Q: What’s the BostonMarathon qualifier?

A: Two hours.

Q: Do you want to go to Boston?

A: I guess. It’s more a lot of hype than anything. There are some good racers there. It’s weird, too, because actually the amount of wheelchair racers at Boston is going down.

Q: How many wheelchair racers generally do White Rock?

A: Three or four. This year, we’re hoping for close to 10. That’s what I’m trying to do as the wheelchair race director is get more racers to come. It just seems like it gets harder and harder every year to get people to come. A lot of racers are fair-weather racers.

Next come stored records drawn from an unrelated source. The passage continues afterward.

// SPDX-License-Identifier: GPL-3.0

//! SCALE value types decoded from chain storage.
//!
//! Only the leading fields each handler needs are declared. SCALE decoding does not require the
//! whole input to be consumed, so trailing fields added by newer runtimes are ignored.

use scale::{Compact, Decode, Input};

/// Set in [`AccountData::flags`] by runtimes using the fungible balances logic.
pub const NEW_LOGIC_FLAG: u128 = 0x8000_0000_0000_0000_0000_0000_0000_0000;

/// `frame_system::AccountInfo` with `pallet_balances::AccountData`.
#[derive(Clone, Debug, Default, PartialEq, Eq, Decode, scale::Encode)]
pub struct AccountInfo {
	pub nonce: u32,
	pub consumers: u32,
	pub providers: u32,
	pub sufficients: u32,
	pub data: AccountData,
}

/// Balances of an account.
///
/// Legacy runtimes store `misc_frozen` and `fee_frozen` in the last two fields; current ones store
/// `frozen` and `flags`, with [`NEW_LOGIC_FLAG`] set in `flags`.
#[derive(Clone, Debug, Default, PartialEq, Eq, Decode, scale::Encode)]
pub struct AccountData {
	pub free: u128,
	pub reserved: u128,
	pub frozen: u128,
	pub flags: u128,
}

impl AccountData {
	/// Whether the account data follows the fungible (`frozen`/`flags`) layout.
	pub fn uses_new_logic(&self) -> bool {
		self.flags & NEW_LOGIC_FLAG != 0
	}

	/// Amount that cannot be transferred.
	pub fn locked(&self) -> u128 {
		if self.uses_new_logic() { self.frozen } else { self.frozen.max(self.flags) }
	}
}

/// Reasons a balance lock applies to.
#[derive(Clone, Copy, Debug, PartialEq, Eq, Decode, scale::Encode)]
pub enum LockReasons {
	Fee,
	Misc,
	All,
}

/// `pallet_balances::BalanceLock`.
#[derive(Clone, Debug, PartialEq, Eq, Decode, scale::Encode)]
pub struct BalanceLock {
	pub id: [u8; 8],
	pub amount: u128,
	pub reasons: LockReasons,
}

/// `orml_tokens::AccountData`.
#[derive(Clone, Debug, Default, PartialEq, Eq, Decode, scale::Encode)]
pub struct OrmlAccountData {
	pub free: u128,
	pub reserved: u128,
	pub frozen: u128,
}

/// `orml_tokens::BalanceLock`.
#[derive(Clone, Debug, PartialEq, Eq, Decode, scale::Encode)]
pub struct OrmlBalanceLock {
	pub id: [u8; 8],
	pub amount: u128,
}

/// An amount reserved or frozen under an opaque, runtime-defined reason.
#[derive(Clone, Debug, PartialEq, Eq)]
pub struct IdAmount {
	/// SCALE encoding of the reason.
	pub id: Vec<u8>,
	pub amount: u128,
}

/// Decode a `Vec<IdAmount<Reason, u128>>`, as stored by `Balances.Holds` and `Balances.Freezes`.
///
/// Reasons are runtime-specific enums. All entries share one reason type whose encoded width is
/// derived from the total payload length.
pub fn decode_id_amounts(mut input: &[u8]) -> Result<Vec<IdAmount>, scale::Error> {
	let Compact(count) = Compact::<u32>::decode(&mut input)?;
	if count == 0 {
		return Ok(Vec::new());
	}
	let count = count as usize;
	let entry_len = input.len() / count;
	if entry_len <= 16 || entry_len * count != input.len() {
		return Err("Unexpected length of id-amount list".into());
	}
	let id_len = entry_len - 16;
	let mut entries = Vec::with_capacity(count);
	for _ in 0..count {
		let mut id = vec![0u8; id_len];
		input.read(&mut id)?;
		let amount = u128::decode(&mut input)?;
		entries.push(IdAmount { id, amount });
	}
	Ok(entries)
}

/// Status of an account in an assets pallet. Older runtimes store a `bool` frozen flag in the
/// same position, which decodes as `Liquid` or `Frozen`.
#[derive(Clone, Copy, Debug, Default, PartialEq, Eq, Decode, scale::Encode)]
pub enum AssetAccountStatus {
	#[default]
	Liquid,
	Frozen,
	Blocked,
}

/// `pallet_assets::AssetAccount`.
#[derive(Clone, Debug, PartialEq, Eq, Decode, scale::Encode)]
pub struct AssetAccount {
	pub balance: u128,
	pub status: AssetAccountStatus,
}

/// Status of an asset class. Older runtimes store a `bool` frozen flag instead.
#[derive(Clone, Copy, Debug, Default, PartialEq, Eq, Decode, scale::Encode)]
pub enum AssetStatus {
	#[default]
	Live,
	Frozen,
	Destroying,
}

/// `pallet_assets::AssetDetails`, generic over the chain's account type.
#[derive(Clone, Debug, PartialEq, Eq, Decode, scale::Encode)]
pub struct AssetDetails<A = [u8; 32]> {
	pub owner: A,
	pub issuer: A,
	pub admin: A,
	pub freezer: A,
	pub supply: u128,
	pub deposit: u128,
	pub min_balance: u128,
	pub is_sufficient: bool,
	pub accounts: u32,
	pub sufficients: u32,
	pub approvals: u32,
	pub status: AssetStatus,
}

impl AssetDetails {
	/// Decode the status of an asset on a chain whose accounts are `account_len` bytes wide.
	pub fn decode_status(bytes: &[u8], account_len: usize) -> Result<AssetStatus, scale::Error> {
		match account_len {
			20 => AssetDetails::<[u8; 20]>::decode(&mut &bytes[..]).map(|details| details.status),
			32 => AssetDetails::<[u8; 32]>::decode(&mut &bytes[..]).map(|details| details.status),
			_ => Err("Unsupported account width".into()),
		}
	}
}

/// A balance that may be negative, as used by the equilibrium balances pallet.
#[derive(Clone, Copy, Debug, PartialEq, Eq, Decode, scale::Encode)]
pub enum SignedBalance {
	Positive(u128),
	Negative(u128),
}

impl SignedBalance {
	/// The positive part of the balance.
	pub fn positive(&self) -> u128 {
		match self {
			SignedBalance::Positive(value) => *value,
			SignedBalance::Negative(_) => 0,
		}
	}
}

/// One entry of `EqBalances.Locked`.
#[derive(Clone, Debug, PartialEq, Eq, Decode, scale::Encode)]
pub struct EquilibriumLock {
	pub id: [u8; 8],
	pub amount: u128,
}

/// Account data of the equilibrium chain, stored in `System.Account`.
#[derive(Clone, Debug, PartialEq, Eq, Decode, scale::Encode)]
pub enum EquilibriumAccountData {
	V0 { lock: u128, balance: Vec<(u64, SignedBalance)> },
}

/// `frame_system::AccountInfo` of the equilibrium chain.
#[derive(Clone, Debug, PartialEq, Eq, Decode, scale::Encode)]
pub struct EquilibriumAccountInfo {
	pub nonce: u32,
	pub consumers: u32,
	pub providers: u32,
	pub sufficients: u32,
	pub data: EquilibriumAccountData,
}

impl EquilibriumAccountInfo {
	pub fn lock(&self) -> u128 {
		match &self.data {
			EquilibriumAccountData::V0 { lock, .. } => *lock,
		}
	}

	pub fn balances(&self) -> &[(u64, SignedBalance)] {
		match &self.data {
			EquilibriumAccountData::V0 { balance, .. } => balance,
		}
	}
}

Q: In a wheelchair, bad weather would be difficult.

A: In the rain, it’s bad, bad, bad. It’s kind of dangerous. The only brake is on the front wheel, and the front wheel is a lot smaller, and there’s not much weight on it. And then even when pushing, the rubber on the gloves and the rubber on the push rims, they don’t have good contact and they slip.

Q: Do you ever coast?

A: Oh, yeah, yeah. Every wheelchair racer’s favorite thing is downhill.

Q: What about the opposite of that?

A: The thing I tell people is that a racing chair goes downhill like a brick, but it goes uphill like a brick, too. Uphill, that’s where you’re doing all your work. Every muscle that you have that will work, you’re using it to its fullest potential going uphill. But then you get the downhill. If I have to push very long uphill, I better get a downhill.

Q: How’s the White Rock Marathon course?

A: I like the course. It’s the only race I do where I can jump in the middle of these trolley tracks and just push down the middle of the tracks. That’s exactly what I do, too, when we’re coming down McKinney where the tracks are. The road is kind of rough otherwise. I just hop the tracks and get in the middle where it’s concrete, and then push all the way down McKinney on the tracks until we turn.

Q: How do you use water stations if your arms are busy?

A: I don’t. I have a small CamelBak. I have tried to take water from water stops before, and if you get water on the gloves, or Gatorade or whatever, it’s bad.

Q: Tell me about the accident that put you in the chair.

A: I was 22 and racing motorcycles in College Station. That was a crazy day, actually. I started way in the back of the pack. I had to work my way through the pack, so I was making some fairly crazy passes. I did one pass that was really crazy on the outside of everyone else. You go into this turn at 180 probably. I made it work. But when I tried the exact same thing again, it didn’t work. I probably hit the ground at 150. It actually tore my rib from my spine. I was waiting on paramedics to get there, and I remember thinking, “I hope I’m not lying in a bed of ants.”